東芝ウォーターソリューションズ社 チェアパーソン兼マネージングディレクター 松井公一氏

東芝ウォーターソリューションズ社 チェアパーソン兼マネージングディレクター 松井公一氏

東芝ウォーターソリューションズはガンジス川の各所にこれまでに合わせて110 kmに上る下水網を敷設し、排水処理能力が合わせて78MLDにのぼる3つの下水処理場を整備している。

 

東芝ウォーターソリューションズが目指すのは、インドや世界各地の水と環境に関する多様な問題を解決することである。そのためにお客様にニーズに対応した、水・排水・一般廃棄物処理施設を世界各地で建設・設置するべく、エンジニアリングから設計まで包括的なサービスを一括提供している。創立44年にして30余りの国で400件以上のプロジェクトを実施して成功させており、水と排水の回収・処理・廃棄におけるターンキー(一括請負契約)サービスの提供を専門とする国際企業である。

アラハーバードのサロリに建設した下水処理場

アラハーバードのサロリに建設した下水処理場

松井氏は次のように語る。「水質汚染や水不足などの問題を引き起こすのは気候変動、消費者需要の伸び、水の使い過ぎかもしれません。しかしほとんどの場合は、我々が利用できる水資源を十分に管理できていないことが原因です」

 

「水の再利用や効果的な水処理技術によって、水問題は緩和することができるはずです。水の管理は、資源や環境面、経済面での長期の水政策とともに、人や様々な自然現象の影響を受けます。そのため、水を再利用したり、古い施設を更新して排水処理施設を運営していくことが、水の問題を解決することつながるのです」

 

東芝ウォーターソリューションズでは、東芝グループと連携して、初期コストと運営コストの最適な組み合わせでライフサイクルコストを抑えるソリューションの開発に取り組んでいる。さらに、 効率性を高めてライフサイクルコストを引き下げる取り組みとして、下水処理場や共同排水処理場、浄水場の水質をリアルタイムで監視できるクラウドベースの遠隔管理ソリューションを、業界に先駆けて開発・展開している。
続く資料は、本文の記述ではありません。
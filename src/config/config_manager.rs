// ==========================================
// 工程报价系统 - 配置管理器
// ==========================================
// 职责: 配置加载、查询、覆写
// 存储: config_kv 表 (scope_id + key → value)
// ==========================================

use crate::config::pricing_config::{ColumnSynonyms, MarginDefaults, PricingConfigReader};
use crate::db::open_sqlite_connection;
use rusqlite::{params, Connection};
use std::error::Error;
use std::sync::{Arc, Mutex};
use tracing::warn;

/// 配置键
pub mod config_keys {
    pub const MARGIN_DEFAULT_MATERIALS: &str = "margin.default_materials";
    pub const MARGIN_DEFAULT_LABOR: &str = "margin.default_labor";
    pub const MARGIN_DEFAULT_GENERAL: &str = "margin.default_general";
    pub const IMPORT_COLUMN_SYNONYMS: &str = "import.column_synonyms";
}

const GLOBAL_SCOPE: &str = "global";

// ==========================================
// ConfigManager - 配置管理器
// ==========================================
pub struct ConfigManager {
    conn: Arc<Mutex<Connection>>,
}

impl ConfigManager {
    /// 创建新的 ConfigManager 实例
    ///
    /// # 参数
    /// - db_path: 数据库文件路径
    pub fn new(db_path: &str) -> Result<Self, Box<dyn Error>> {
        let conn = open_sqlite_connection(db_path)?;

        Ok(Self {
            conn: Arc::new(Mutex::new(conn)),
        })
    }

    /// 从已有连接创建 ConfigManager
    pub fn from_connection(conn: Arc<Mutex<Connection>>) -> Self {
        Self { conn }
    }

    /// 读取 global scope 的配置值
    ///
    /// # 返回
    /// - Some(String): 配置值
    /// - None: 配置不存在
    pub fn get_global_config_value(&self, key: &str) -> Result<Option<String>, Box<dyn Error>> {
        let conn = self.conn.lock().map_err(|e| format!("锁获取失败: {}", e))?;

        let result = conn.query_row(
            "SELECT value FROM config_kv WHERE scope_id = ?1 AND key = ?2",
            params![GLOBAL_SCOPE, key],
            |row| row.get::<_, String>(0),
        );

        match result {
            Ok(value) => Ok(Some(value)),
            Err(rusqlite::Error::QueryReturnedNoRows) => Ok(None),
            Err(e) => Err(Box::new(e)),
        }
    }

    /// 写入 global scope 的配置值（存在则覆盖）
    pub fn set_global_config_value(&self, key: &str, value: &str) -> Result<(), Box<dyn Error>> {
        let conn = self.conn.lock().map_err(|e| format!("锁获取失败: {}", e))?;

        conn.execute(
            r#"
            INSERT INTO config_kv (scope_id, key, value, updated_at)
            VALUES (?1, ?2, ?3, datetime('now'))
            ON CONFLICT(scope_id, key) DO UPDATE SET
                value = excluded.value,
                updated_at = excluded.updated_at
            "#,
            params![GLOBAL_SCOPE, key, value],
        )?;

        Ok(())
    }

    /// 读取数值配置；缺失或无法解析时返回默认值
    fn get_f64_or_default(&self, key: &str, default: f64) -> Result<f64, Box<dyn Error>> {
        match self.get_global_config_value(key)? {
            None => Ok(default),
            Some(raw) => match raw.trim().parse::<f64>() {
                Ok(v) if v.is_finite() => Ok(v),
                _ => {
                    warn!(key = key, value = %raw, default = default, "配置值格式错误，使用默认值");
                    Ok(default)
                }
            },
        }
    }
}

impl PricingConfigReader for ConfigManager {
    fn get_margin_defaults(&self) -> Result<MarginDefaults, Box<dyn Error>> {
        let fallback = MarginDefaults::default();
        Ok(MarginDefaults {
            materials: self
                .get_f64_or_default(config_keys::MARGIN_DEFAULT_MATERIALS, fallback.materials)?,
            labor: self.get_f64_or_default(config_keys::MARGIN_DEFAULT_LABOR, fallback.labor)?,
            general: self
                .get_f64_or_default(config_keys::MARGIN_DEFAULT_GENERAL, fallback.general)?,
        })
    }

    fn get_column_synonyms(&self) -> Result<ColumnSynonyms, Box<dyn Error>> {
        match self.get_global_config_value(config_keys::IMPORT_COLUMN_SYNONYMS)? {
            None => Ok(ColumnSynonyms::default()),
            Some(raw) => match serde_json::from_str::<ColumnSynonyms>(&raw) {
                Ok(synonyms) => Ok(synonyms),
                Err(e) => {
                    warn!(error = %e, "列名同义词配置无法解析，使用默认同义词表");
                    Ok(ColumnSynonyms::default())
                }
            },
        }
    }
}

#[cfg(test)]
mod tests {
    use super::*;
    use crate::db::{configure_sqlite_connection, init_schema};

    fn manager() -> ConfigManager {
        let conn = Connection::open_in_memory().unwrap();
        configure_sqlite_connection(&conn).unwrap();
        init_schema(&conn).unwrap();
        ConfigManager::from_connection(Arc::new(Mutex::new(conn)))
    }

    #[test]
    fn test_empty_table_yields_defaults() {
        let cm = manager();
        assert_eq!(cm.get_margin_defaults().unwrap(), MarginDefaults::default());
        assert_eq!(cm.get_column_synonyms().unwrap(), ColumnSynonyms::default());
    }

    #[test]
    fn test_margin_override() {
        let cm = manager();
        cm.set_global_config_value(config_keys::MARGIN_DEFAULT_GENERAL, "30")
            .unwrap();
        cm.set_global_config_value(config_keys::MARGIN_DEFAULT_LABOR, "abc")
            .unwrap();

        let d = cm.get_margin_defaults().unwrap();
        assert_eq!(d.general, 30.0);
        assert_eq!(d.labor, 25.0);
        assert_eq!(d.materials, 18.0);
    }

    #[test]
    fn test_synonym_override() {
        let cm = manager();
        cm.set_global_config_value(
            config_keys::IMPORT_COLUMN_SYNONYMS,
            r#"{"valor_int":["Costo","valor_int"]}"#,
        )
        .unwrap();

        let s = cm.get_column_synonyms().unwrap();
        assert_eq!(s.valor_int, vec!["Costo".to_string(), "valor_int".to_string()]);
        assert_eq!(s.nombre, ColumnSynonyms::default().nombre);
    }
}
IoTを活用したこの自動化技術を使うと、水処理の効果を評価できるため、事業者は重複や見落としの可能性を把握して対処することができる。

 

松井氏は、「誰もが安全で清潔な水を手にできる世界を実現するために、世界中で水環境のインフラ整備と運営に取り組んできました。インドのみならず5つの大陸でプロジェクトを実行しており、中南米、独立国家共同体加盟国、東南アジア、アフリカ諸国など世界の成長市場が舞台です」と語る。

ガンジス川を渡るボート

地球がほかの惑星と違うのは、地球には水があることだ。あらゆる命は水から生まれ、水のおかげで存在する。それゆえ水は神聖だ。しかし地球の表面の70%もが水に覆われているため、水が貴重であることをついつい忘れてしまう。川、湖、海は企業や住民が投げ捨てる化学物質、廃棄物、その他の汚染物質であふれている。限りある飲用水の水源は縮小し続ける一方で、2050年には淡水への世界的需要は現在より30%高くなると言われているため、手をこまねいていたら水不足は深刻化するばかりだ。それを認識し、行動を起こすことでしか水、ひいては我々の存在を守ることはできない。